Wybicki's Manuscript of Pieśń Legionów. Wikimedia Commons.

Not all was lost, of course, and Poles gathered to fight for their country's independence assisted through out this struggle with song. This is when the current Polish national anthem, entitled Dąbrowski's Mazurka, came into being. In 1797 General Józef Wybicki, who was a member of the Polish troops which served Napoleon in Italy and Spain, penned a song to bid farewell to the departing Polish army. The Polish Legion, led by General Dąbrowski, had hoped to come with the Napoleonic troops "From Italy to Poland" to liberate their country, and the Mazurka's text made this hope explicit. The troops fought and won with Napoleon, and a short-lived "Duchy of Warsaw" was born from this hope, to die in 1815 for the next one hundred years.

General Jozef Wybicki. Wikimedia Commons

The first line of the text states that "Poland is not dead, as long as we live" and Poles continued to sing these words through the 19th century while struggling for their country's reemergence. Thus, Napoleon Bonaparte became immortalized in Poland's national anthem... Another unusual fact relates to the anthem's music, the traditional melody of a swift mazurka. In the 19th century a variant of this mazurka became a pan-Slavonic hymn Hey Slovane which in 1945 was declared the national anthem of Yugoslavia. Now of course, it no longer serves this function. It is interesting to notice that the two melodies are virtually indistinguishable except for the first three notes.

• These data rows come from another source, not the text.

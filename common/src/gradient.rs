use std::time::Duration;

use log::trace;
use smart_leds::RGB8;

use crate::{Clock, DisplaySink, Frame, GRADIENT_DURATION, GRADIENT_STEPS};

/// Timing of one cross-fade between two frames.
#[derive(Clone, Copy, PartialEq, Eq, Debug)]
pub struct Transition {
    pub steps: u32,
    pub duration: Duration,
}

impl Transition {
    pub const DEFAULT: Self = Self {
        steps: GRADIENT_STEPS,
        duration: GRADIENT_DURATION,
    };

    /// Pause after each intermediate frame.
    pub fn step_pause(&self) -> Duration {
        self.duration / self.steps
    }
}

impl Default for Transition {
    fn default() -> Self {
        Self::DEFAULT
    }
}

// floor(before * (steps - step) / steps) + ceil(after * step / steps)
// The two terms never add up past 255.
fn blend(before: u8, after: u8, step: u32, steps: u32) -> u8 {
    let fading = u32::from(before) * (steps - step) / steps;
    let rising = (u32::from(after) * step).div_ceil(steps);
    (fading + rising) as u8
}

/// Colour `step` of `steps` on the way from `before` to `after`. Each channel
/// is blended on its own, so intermediate colours can fall outside the palette.
/// Blending a colour with itself gives that colour back at every step.
pub fn gradient(before: RGB8, after: RGB8, step: u32, steps: u32) -> RGB8 {
    debug_assert!(step <= steps && steps > 0);
    RGB8 {
        r: blend(before.r, after.r, step, steps),
        g: blend(before.g, after.g, step, steps),
        b: blend(before.b, after.b, step, steps),
    }
}

/// Cross-fades the display from `before` to `after`.
///
/// Shows `transition.steps` intermediate frames starting at `before` itself,
/// pausing `transition.step_pause()` after each, then shows `after` exactly.
/// Without a `before` frame the fade runs from `after` to itself, which
/// keeps the timing but shows no movement.
pub fn animate<D, C>(
    before: Option<&Frame>,
    after: &Frame,
    display: &mut D,
    clock: &mut C,
    transition: &Transition,
) -> anyhow::Result<()>
where
    D: DisplaySink + ?Sized,
    C: Clock + ?Sized,
{
    let before = before.unwrap_or(after);
    let pause = transition.step_pause();
    let mut pixels = *before;
    for step in 0..transition.steps {
        for (pixel, (&b, &a)) in pixels.iter_mut().zip(before.iter().zip(after.iter())) {
            *pixel = gradient(b, a, step, transition.steps);
        }
        trace!("gradient step {step}: {pixels:?}");
        display.show(&pixels)?;
        clock.sleep(pause);
    }
    display.show(after)
}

The Dąbrowski Mazurka was declared the official anthem of the country in 1926, after Józef Piłsudski took control of the country. Poland had been independent since 1918, and had no official anthem for the first eight years of its existence. The valiant Mazurka became a winner in a competition for the position of the national anthem with several other revered songs: Chorał, Rota, and Boże coś Polske.

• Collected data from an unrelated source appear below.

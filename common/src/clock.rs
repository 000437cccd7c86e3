use std::time::Duration;

/// Whole seconds since the unix epoch, as a 32 bit counter.
#[derive(Clone, Copy, PartialEq, Eq, PartialOrd, Ord, Debug)]
pub struct EpochSeconds(pub u32);

impl EpochSeconds {
    /// Floors a clock reading to whole seconds. Readings past the 32 bit
    /// rollover wrap.
    pub fn from_duration(since_epoch: Duration) -> Self {
        Self(since_epoch.as_secs() as u32)
    }

    pub fn as_u32(self) -> u32 {
        self.0
    }
}

/// Wall clock and sleep primitive the display loop runs on.
pub trait Clock {
    /// Time elapsed since the unix epoch.
    fn now(&self) -> Duration;

    fn sleep(&mut self, duration: Duration);
}

/// The first whole second strictly after the clock's current reading.
pub fn next_boundary<C: Clock + ?Sized>(clock: &C) -> u64 {
    clock.now().as_secs() + 1
}

/// Blocks until the clock reaches `target` seconds since the epoch. Returns
/// straight away when the target has already passed.
pub fn wait_until<C: Clock + ?Sized>(clock: &mut C, target: u64) {
    if let Some(delay) = Duration::from_secs(target).checked_sub(clock.now()) {
        if !delay.is_zero() {
            clock.sleep(delay);
        }
    }
}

The Choral ["With the Smoke of the Fires"] by Kornel Ujejski (1846) expressed sorrow at the peasant's uprising of 1846, with a prayer that such events from which "one's hair turns grey" - as the first strophe has it - would never happen again. With its first line "with the smoke of the fires, and with the dust of fraternal blood" it was, perhaps, not an appropriate text to celebrate Poland's independence - although it served as a national hymn in the Austrian part of the divided country. I discuss Chopin-themed poems by Ujejski on this blog, with Polish versions and English translations: 

http://chopinwithcherries.blogspot.com/2016/02/kornel-ujejskis-dramatic-poems-about.html

Rota by Konopnicka and Nowowiejski.

Another candidate, Rota, by Maria Konopnicka (1908) to music by Feliks Nowowiejski (1910), was also too limited in scope. This song expressed the sentiments of the Polish farmers in the Prussian-occupied part of Poland who were forced off their land: "We shall not leave the land of our forebears" they sang in resistance. Rota became very popular after 1910, the year when the Grunwald Monument was unveiled and anti-German feelings reached their peak.

Finally, the most serious contender for the role of a national anthem was the hymn God save Poland by Antoni Feliński (1816). With its refrain of "God bless - or liberate - our homeland" it is still a very popular prayer for the country sung in all Polish churches.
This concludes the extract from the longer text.